Philippa Luscombe, head of the medical negligence team at Penningtons Manches Cooper, has examined the claims issued to trusts in 2025, both to see if they are indicative of trends, and also whether they reflect the type of claims that the firm is regularly instructed to investigate on a day-to-day basis. For some of her analysis, Philippa used Solomonic, an award-winning and intuitive litigation analytics platform, which is changing the way litigation decisions are made through actionable intelligence.
Of the 164 claims issued this year, 47 of them were against only 14 trusts. In each case, the trust had either three or four claims issued against it – in itself, not a high number, but when compared to the 30+ NHS trusts with only one claim, or the many with no claims at all, it is evident that some trusts stand out in terms of claim frequency.
Philippa’s research revealed that the three trusts featured most prominently were:
- University Hospitals Bristol and Weston NHS Foundation Trust;
- Lewisham and Greenwich NHS Trust (LGT); and
- Guy’s and St Thomas’ NHS Foundation Trust.
University Hospitals Bristol and Weston NHS Foundation Trust
NHS trusts in Bristol have been subject to considerable media focus this year on the level of claims being submitted, particularly in relation to medical care provided to children.
One investigation revealed that, combined, the NHS trusts in Bristol have paid out over £66 million in compensation for negligence claims concerning children’s medical care since 2019.
University Hospitals Bristol and Weston Trust itself was responsible for the settling of 28 claims, for a total cost of over £47 million.
Lewisham and Greenwich NHS Trust (LGT)
Lewisham and Greenwich NHS Trust, another trust featuring prominently as having a number of issued claims, meanwhile, has paid out over £4 million to patients in connection with allegations of medical negligence in A&E cases over the past five years.
Guy’s and St Thomas’ NHS Foundation Trust
Guy’s and St Thomas’ NHS Foundation Trust has recently been the subject of some significant maternity claims, and faced one of the largest maternity negligence claims in the NHS after a £37 million payout in 2020 to the family of a severely disabled child. This claim followed mistakes in the boy’s care (admitted by the trust) that left him with lifelong needs. While the trust agreed to the payout, the family reported that it did not initially admit liability, creating pressure on them to cover care costs during the investigation.

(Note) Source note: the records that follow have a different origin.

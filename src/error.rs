// Copyright (c) 2021 James O. D. Hunt.
//
// SPDX-License-Identifier: Apache-2.0
//

use thiserror::Error;

/// The error type.
#[derive(Error, Debug, Clone, PartialEq)]
pub enum Error {
    //------------------------------
    // Configuration errors (programmer error)
    //------------------------------
    /// No registered options means nothing can be parsed.
    #[error("no options registered")]
    NoOpts,

    /// Two options were registered with the same short option character.
    #[error("duplicate short option '-{0}'")]
    DuplicateShortOpt(char),

    /// Two options were registered with the same long option name.
    #[error("duplicate long option '--{0}'")]
    DuplicateLongOpt(String),

    /// An option was registered with an empty long option name.
    #[error("empty long option name")]
    MissingLongName,

    /// An option without help text was passed to the help formatter.
    #[error("option '--{0}' has no help text")]
    MissingHelpText(String),

    //------------------------------
    // Runtime errors (user error)
    //------------------------------
    /// User specified an option that was not registered.
    #[error("unknown option {0:?}")]
    UnknownOpt(String),

    /// An option that requires an argument was specified without one.
    #[error("missing argument for option {0:?}")]
    MissingOptArg(String),

    /// A flag option was given an attached argument (`--flag=value`).
    #[error("option {0:?} does not take an argument")]
    UnexpectedOptArg(String),

    /// An option argument could not be converted to the option's
    /// native type. The stored value is left unchanged.
    #[error("invalid value {value:?} for option {option:?}")]
    InvalidOptValue {
        /// Long name of the offending option.
        option: String,
        /// The raw text that failed to convert.
        value: String,
    },
}

impl Error {
    /// Returns `true` if the error denotes a mistake in the option
    /// definitions rather than in the command line being parsed.
    ///
    /// Configuration errors indicate a bug in the calling program and
    /// are reported before any command-line token is looked at.
    pub fn is_config_error(&self) -> bool {
        matches!(
            self,
            Error::NoOpts
                | Error::DuplicateShortOpt(_)
                | Error::DuplicateLongOpt(_)
                | Error::MissingLongName
                | Error::MissingHelpText(_)
        )
    }
}

/// Convenience type that allows a function to be defined as returning a
/// [Result], but which only requires the success type to be specified,
/// defaulting the error type to this crates `Error` type.
pub type Result<T, E = Error> = std::result::Result<T, E>;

Penningtons Manches Cooper’s medical negligence team has a number of ongoing cases against all three of these trusts, and its experience tends to accord with the press reports. The weight of the team’s claims against Lewisham and Greenwich has been in relation to A&E/emergency care and, likewise, for University Hospitals Bristol, it has dealt with several claims involving paediatric care. For Guy’s and St Thomas’ NHS Foundation Trust, a number of claims are ongoing, but these cover a range of areas of medicine.
Philippa comments: “It has been an interesting exercise reviewing the claims issued this year and considering the extent to which national trends replicate what we are seeing day to day in terms of instructions as a firm. While we don’t yet have enough data to assess whether there are pattern in the nature of the cases, it is striking that these 14 trusts have a significantly higher number of claims than others – and several on the list are trusts that we often encounter in our work.
“NHS Resolution, which deals with all claims against NHS trusts, should have access to this data and it would be interesting to know whether the pattern in issued claims (which reflect only a small proportion of medical negligence claims brought) are consistent with trends in overall numbers of claims against the various NHS trusts nationwide.
“What is also notable in the data of claims issued is that there are a number of claims against various ambulance service NHS trusts nationwide. This mirrors what we are seeing by way of a regular stream of enquiries relating to delays in ambulance call outs and failures in initial emergency assessments – particularly for head injuries and cardiac issues. We will monitor this data as the year goes on.”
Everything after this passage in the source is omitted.